Attacking Donald Trump's character won't slow his march to the Republican nomination because his supporters accept his "warts," Mitt Romney's former campaign co-chair told CNBC on Friday.
"The core of [Mitt Romney's] argument was Donald Trump has character flaws," said Pawlenty, who gave up his own presidential aspirations to support Romney in his failed bid for the White House in 2012.
"The people who are supporting Donald Trump have already factored in character flaws. I don't think they think Donald Trump is a saint. They know he's got a bunch of 'warts,' so to speak," said Pawlenty. "So it's already baked in the cake. And I don't think it's going to change much."
Pawlenty said Republican leaders have promised grassroots conservative activists for years that they'll cut taxes, balance the budget, rein in spending, repeal and replace Obamacare, reform entitlements, and restore the military. "Eventually, you say, 'You're all full of B.S., and it's not working. We're going to try something dramatically different,'" Pawlenty said.
"[Trump supporters] are not voting on character. They're voting on change. It's not to say character is not important, but they want something very different. They want somebody to come into Washington and elsewhere, and sort of 'break the furniture.'"
The Republican Party would be best served if Florida Sen. Marco Rubio becomes the nominee, said Pawlenty. "I think you get all the upside with him without any of the downside: He's strong, but he's informed; he's conservative, but electable; he doesn't just talk about the American dream, he's actually lived it; and he's a person of good character. I think he's got the total positive package."
Pawlenty said there's still time to defeat Trump. "But you've got to consolidate the field down to one candidate. And they're not willing to do that." He acknowledged that Rubio, Texas Sen. Ted Cruz, and Ohio Gov. John Kasich were all unlikely to drop out anytime soon. "They can all make a rationale to stay in the race and they're all going to stay in the race. And that's going to defuse the non-Trump, the 65 percent of the vote, that isn't currently for Trump."
Still, Pawlenty stressed that he'd support whoever becomes the Republican nominee, even Trump. "It would be a very new adventure for all of us if Donald Trump is the nominee."
Pawlenty's worst-case scenario would be if one of the candidates were to enter the convention with a plurality of delegates but not enough to win the nomination outright. A brokered convention of backroom deals to consolidate delegates and decide the nominee would be disastrous heading into the general election, he said.

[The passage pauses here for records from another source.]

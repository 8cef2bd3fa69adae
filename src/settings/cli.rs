use super::Parser;

#[derive(Parser, Debug)]
#[command(name = "scriptorium", about = "Session and token lifecycle service")]
pub struct Cli {
    /// Path to a settings TOML file.
    #[arg(long)]
    pub settings: Option<String>,
}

"My strong, strong advice and I'll say this as strongly as I can, hey look, compete; win it; lose it; but don't steal it; because if somebody gets in there and tries parliamentary monkeybusiness and steals away this endorsement, you'll have a massive mess on your hands," Pawlenty said.
"If you understand the modern day Republican Party, not at the donor level but at the grassroots level, these are people who are in it for their true beliefs and their cause," he said, adding they'll detest being told by party powerbrokers what to do. Such a scenario would be "disconnected from the modern-day grassroots movement."